Sono una rompiscatole. Ho avuto la fortuna di lavorare e imparare molto dai grandi maestri, come De Sica e Antonioni. Andavano a cercare i protagonisti dei film tra la gente comune. Sceglievano i volti in base alla sceneggiatura che dovevano girare. E poi sapevano come farli recitare, anche se erano attori improvvisati. Curare la regia significa trasmettere la propria visione delle cose e della realtà, mostrarle agli altri per come le si vedono. Il cinema è una forma d’arte in grado di abbattere ogni barriera sociale: non bisogna per forza aver studiato per confron­tarsi con le emozioni e il bello delle immagini. Ecco perché è fondamentale il ruolo del regista: perché veicola questa «magia».

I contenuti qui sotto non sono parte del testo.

//! Interactive egui windows for saddle solvers.
//!
//! [`SurfacePlot`] draws `L(x, y)` as a projected wireframe with the solver
//! trajectory on top. [`PlotObserver`] collects per-iteration traces, such as
//! the gradient norm, and draws them as line charts.

use eframe::egui::{self, Color32};
use egui_plot::{Legend, Line, Plot, PlotPoints, Points};
use saddle_core::Observer;
use saddle_solvers::saddle;

use crate::surface::{Bounds, Mesh, View};

/// Configuration for rendering a [`PlotObserver`] result.
///
/// Construct with [`ShowConfig::new`] and chain builder methods as needed.
///
/// # Example
///
/// ```ignore
/// obs.show(ShowConfig::new().title("GDA").x_label("Iteration").log_y())?;
/// ```
pub struct ShowConfig {
    title: Option<String>,
    x_label: Option<String>,
    y_label: Option<String>,
    legend: bool,
    log_y: bool,
}

impl ShowConfig {
    /// Creates a new `ShowConfig` with defaults: no title, no axis labels,
    /// no legend, linear scale.
    #[must_use]
    pub fn new() -> Self {
        Self {
            title: None,
            x_label: None,
            y_label: None,
            legend: false,
            log_y: false,
        }
    }

    /// Sets the window title.
    #[must_use]
    pub fn title(mut self, title: impl Into<String>) -> Self {
        self.title = Some(title.into());
        self
    }

    /// Sets the x-axis title.
    #[must_use]
    pub fn x_label(mut self, label: impl Into<String>) -> Self {
        self.x_label = Some(label.into());
        self
    }

    /// Sets the y-axis title.
    ///
    /// Combined with [`log_y`](Self::log_y), the label is prefixed with `log₁₀`.
    #[must_use]
    pub fn y_label(mut self, label: impl Into<String>) -> Self {
        self.y_label = Some(label.into());
        self
    }

    /// Enables a legend labeling each trace by name.
    #[must_use]
    pub fn legend(mut self) -> Self {
        self.legend = true;
        self
    }

    /// Enables a logarithmic y-axis (base 10).
    ///
    /// y values are transformed with log₁₀ before plotting. Non-positive
    /// values are silently skipped.
    #[must_use]
    pub fn log_y(mut self) -> Self {
        self.log_y = true;
        self
    }

    fn y_axis_title(&self) -> Option<String> {
        match (&self.y_label, self.log_y) {
            (Some(label), true) => Some(format!("log₁₀ {label}")),
            (Some(label), false) => Some(label.clone()),
            (None, true) => Some("log₁₀".to_owned()),
            (None, false) => None,
        }
    }
}

impl Default for ShowConfig {
    fn default() -> Self {
        Self::new()
    }
}

/// Extracts plottable data from a solver event.
///
/// Return `None` from [`x`][Plottable::x] to skip the event entirely; return
/// `None` in a trace slot to skip that trace for the event.
///
/// Implemented for [`saddle::Event`] with the iteration on the x-axis and the
/// gradient norm as the single trace.
pub trait Plottable<const N: usize> {
    /// The x-axis value for this event, or `None` to skip recording entirely.
    fn x(&self) -> Option<f64>;

    /// The y-axis values for each trace.
    fn traces(&self) -> [Option<f64>; N];
}

impl Plottable<1> for saddle::Event {
    #[allow(clippy::cast_precision_loss)]
    fn x(&self) -> Option<f64> {
        Some(self.iter as f64)
    }

    fn traces(&self) -> [Option<f64>; 1] {
        [Some(self.gradient_norm)]
    }
}

/// An observer that collects trace data during solving and displays it via egui.
///
/// The const generic `N` is the number of traces. Record data by either:
///
/// - **Direct path** — pass `&mut PlotObserver` as the solver observer when
///   the event type implements [`Plottable<N>`][Plottable].
/// - **Closure path** — wrap `&mut PlotObserver` in a closure and call
///   [`record`][PlotObserver::record] with whatever the event carries.
///
/// A finished run can also be loaded with [`from_sequence`][Self::from_sequence].
///
/// # Example: gradient norm convergence
///
/// ```ignore
/// let mut obs = PlotObserver::<1>::new(["‖∇L‖"]);
/// gradient_descent_ascent::solve(&loss, start, &Config::default(), &mut obs)?;
/// obs.show(ShowConfig::new().x_label("Iteration").y_label("‖∇L‖").log_y())?;
/// ```
pub struct PlotObserver<const N: usize> {
    names: [String; N],
    data: [Vec<[f64; 2]>; N],
}

impl<const N: usize> PlotObserver<N> {
    /// Creates a new `PlotObserver` with the given trace names.
    pub fn new(names: [&str; N]) -> Self {
        Self {
            names: names.map(str::to_owned),
            data: std::array::from_fn(|_| Vec::new()),
        }
    }

    /// Records a single data point across all traces.
    ///
    /// For each trace slot, `None` skips recording for that trace while
    /// leaving other traces unaffected.
    pub fn record(&mut self, x: f64, traces: [Option<f64>; N]) {
        for (i, y) in traces.into_iter().enumerate() {
            if let Some(y) = y {
                self.data[i].push([x, y]);
            }
        }
    }

    /// Opens a blocking egui window displaying all collected traces.
    ///
    /// Blocks until the window is closed by the user.
    ///
    /// # Errors
    ///
    /// Returns an error if the native window cannot be created.
    pub fn show(self, config: ShowConfig) -> Result<(), eframe::Error> {
        let options = eframe::NativeOptions::default();
        let title = config.title.clone().unwrap_or_default();
        let y_label = config.y_axis_title();
        let traces: Vec<(String, Vec<[f64; 2]>)> = self.names.into_iter().zip(self.data).collect();

        eframe::run_native(
            &title,
            options,
            Box::new(move |_cc| {
                Ok(Box::new(PlotApp {
                    traces,
                    x_label: config.x_label,
                    y_label,
                    legend: config.legend,
                    log_y: config.log_y,
                }))
            }),
        )
    }
}

impl PlotObserver<1> {
    /// Builds a single-trace observer from an existing sequence, using the
    /// position in the sequence as x.
    ///
    /// Used to plot a stored gradient norm history after the fact.
    pub fn from_sequence(name: &str, values: &[f64]) -> Self {
        let mut obs = Self::new([name]);
        for (i, &y) in values.iter().enumerate() {
            #[allow(clippy::cast_precision_loss)]
            obs.record(i as f64, [Some(y)]);
        }
        obs
    }
}

impl<const N: usize, E, A> Observer<E, A> for PlotObserver<N>
where
    E: Plottable<N>,
{
    fn observe(&mut self, event: &E) -> Option<A> {
        if let Some(x) = event.x() {
            self.record(x, event.traces());
        }
        None
    }
}

/// Allows `&mut PlotObserver<N>` to be passed to solvers that take an observer
/// by value, so [`PlotObserver::show`] can be called after the solve completes.
impl<const N: usize, E, A> Observer<E, A> for &mut PlotObserver<N>
where
    E: Plottable<N>,
{
    fn observe(&mut self, event: &E) -> Option<A> {
        (*self).observe(event)
    }
}

/// The egui [`eframe::App`] that renders collected traces.
struct PlotApp {
    traces: Vec<(String, Vec<[f64; 2]>)>,
    x_label: Option<String>,
    y_label: Option<String>,
    legend: bool,
    log_y: bool,
}

impl eframe::App for PlotApp {
    fn update(&mut self, ctx: &egui::Context, _frame: &mut eframe::Frame) {
        egui::CentralPanel::default().show(ctx, |ui| {
            let mut plot = Plot::new("plot_observer");
            if self.legend {
                plot = plot.legend(Legend::default());
            }
            if let Some(label) = &self.x_label {
                plot = plot.x_axis_label(label.clone());
            }
            if let Some(label) = &self.y_label {
                plot = plot.y_axis_label(label.clone());
            }
            let log_y = self.log_y;
            plot.show(ui, |plot_ui| {
                for (name, points) in &self.traces {
                    let plot_points: PlotPoints = if log_y {
                        points
                            .iter()
                            .filter(|p| p[1] > 0.0)
                            .map(|p| [p[0], p[1].log10()])
                            .collect()
                    } else {
                        points.iter().copied().collect()
                    };
                    plot_ui.line(Line::new(plot_points).name(name));
                }
            });
        });
    }
}

/// A projected wireframe of `L(x, y)` with an optional trajectory overlay.
///
/// # Example
///
/// ```ignore
/// let mesh = Mesh::around(&solution.trajectory, |x, y| loss.value_at(x, y));
/// let path = surface::lift(&solution.trajectory, |x, y| loss.value_at(x, y));
/// SurfacePlot::new(mesh).trajectory(path).title("GDA").show()?;
/// ```
pub struct SurfacePlot {
    mesh: Mesh,
    path: Vec<[f64; 3]>,
    view: View,
    title: Option<String>,
}

impl SurfacePlot {
    /// Creates a plot of `mesh` seen from the default [`View`].
    #[must_use]
    pub fn new(mesh: Mesh) -> Self {
        Self {
            mesh,
            path: Vec::new(),
            view: View::default(),
            title: None,
        }
    }

    /// Overlays a path of `(x, y, L)` points, drawn as red markers joined by
    /// a line.
    #[must_use]
    pub fn trajectory(mut self, path: Vec<[f64; 3]>) -> Self {
        self.path = path;
        self
    }

    /// Sets the camera orientation.
    #[must_use]
    pub fn view(mut self, view: View) -> Self {
        self.view = view;
        self
    }

    /// Sets the window title.
    #[must_use]
    pub fn title(mut self, title: impl Into<String>) -> Self {
        self.title = Some(title.into());
        self
    }

    /// Projects the wireframe and path with a shared normalization, so the
    /// path sits on the surface.
    fn scene(&self) -> Scene {
        let mut bounds = self.mesh.bounds();
        for &point in &self.path {
            bounds.include(point);
        }
        let project = |polyline: &[[f64; 3]]| -> Vec<[f64; 2]> {
            polyline
                .iter()
                .filter(|p| p.iter().all(|c| c.is_finite()))
                .map(|&p| self.view.project(bounds.normalize(p)))
                .collect()
        };

        let wires = self
            .mesh
            .rows()
            .chain(self.mesh.columns())
            .map(|polyline| Wire {
                height: mean_height(&bounds, &polyline),
                points: project(&polyline),
            })
            .collect();

        Scene {
            wires,
            path: project(&self.path),
        }
    }

    /// Opens a blocking egui window displaying the surface.
    ///
    /// # Errors
    ///
    /// Returns an error if the native window cannot be created.
    pub fn show(self) -> Result<(), eframe::Error> {
        let options = eframe::NativeOptions::default();
        let title = self.title.clone().unwrap_or_default();
        let scene = self.scene();

        eframe::run_native(
            &title,
            options,
            Box::new(move |_cc| Ok(Box::new(SurfaceApp { scene }))),
        )
    }
}

/// A projected polyline with its mean normalized height in `[0, 1]`.
struct Wire {
    points: Vec<[f64; 2]>,
    height: f64,
}

struct Scene {
    wires: Vec<Wire>,
    path: Vec<[f64; 2]>,
}

fn mean_height(bounds: &Bounds, polyline: &[[f64; 3]]) -> f64 {
    let heights: Vec<f64> = polyline
        .iter()
        .map(|&p| bounds.normalize(p)[2])
        .filter(|z| z.is_finite())
        .collect();
    if heights.is_empty() {
        return 0.5;
    }
    #[allow(clippy::cast_precision_loss)]
    let mean = heights.iter().sum::<f64>() / heights.len() as f64;
    (mean + 1.0) / 2.0
}

/// Maps `t` in `[0, 1]` from dark blue through gray to yellow.
fn height_color(t: f64) -> Color32 {
    const LOW: [f64; 3] = [0.0, 34.0, 78.0];
    const MID: [f64; 3] = [124.0, 123.0, 120.0];
    const HIGH: [f64; 3] = [254.0, 232.0, 56.0];

    let t = t.clamp(0.0, 1.0);
    let (from, to, s) = if t < 0.5 {
        (LOW, MID, 2.0 * t)
    } else {
        (MID, HIGH, 2.0 * t - 1.0)
    };
    #[allow(clippy::cast_possible_truncation, clippy::cast_sign_loss)]
    let channel = |k: usize| (from[k] + s * (to[k] - from[k])).round() as u8;
    Color32::from_rgb(channel(0), channel(1), channel(2))
}

/// The egui [`eframe::App`] that renders a projected surface.
struct SurfaceApp {
    scene: Scene,
}

impl eframe::App for SurfaceApp {
    fn update(&mut self, ctx: &egui::Context, _frame: &mut eframe::Frame) {
        egui::CentralPanel::default().show(ctx, |ui| {
            Plot::new("surface_plot")
                .data_aspect(1.0)
                .show_axes(false)
                .show_grid(false)
                .legend(Legend::default())
                .show(ui, |plot_ui| {
                    for wire in &self.scene.wires {
                        let points: PlotPoints = wire.points.iter().copied().collect();
                        plot_ui.line(Line::new(points).color(height_color(wire.height)).width(1.0));
                    }
                    if !self.scene.path.is_empty() {
                        let line: PlotPoints = self.scene.path.iter().copied().collect();
                        let markers: PlotPoints = self.scene.path.iter().copied().collect();
                        plot_ui.line(Line::new(line).color(Color32::RED).width(2.0).name("Trajectory"));
                        plot_ui.points(Points::new(markers).color(Color32::RED).radius(3.0));
                    }
                });
        });
    }
}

Meglio fare l’attrice o la produttrice?
Da quando sono diventata titolare della Italian dreams factory e della Seven dreams, produrre film è per me un’attività a tutti gli effetti, che mi coinvolge e mi piace molto. Lavoro anche fuori dall’Italia. Tra poche ore ho un volo per Los Angeles. In ballo c’è un progetto molto interessante, ma non ne voglio parlare per scaramanzia. Da altri Paesi, come la Cina, poi, assorbo energia positiva: questa nazione, infatti, è in forte crescita anche nel settore cinematografico.
Tornando a me, sia recitare che produrre sono la mia professione e la mia passione. Certo, devo ammettere che la produzione ha un vantaggio in più: mi permette di gestire meglio i tempi di lavoro e, quindi, di stare più vicina a Giulia e a mio marito.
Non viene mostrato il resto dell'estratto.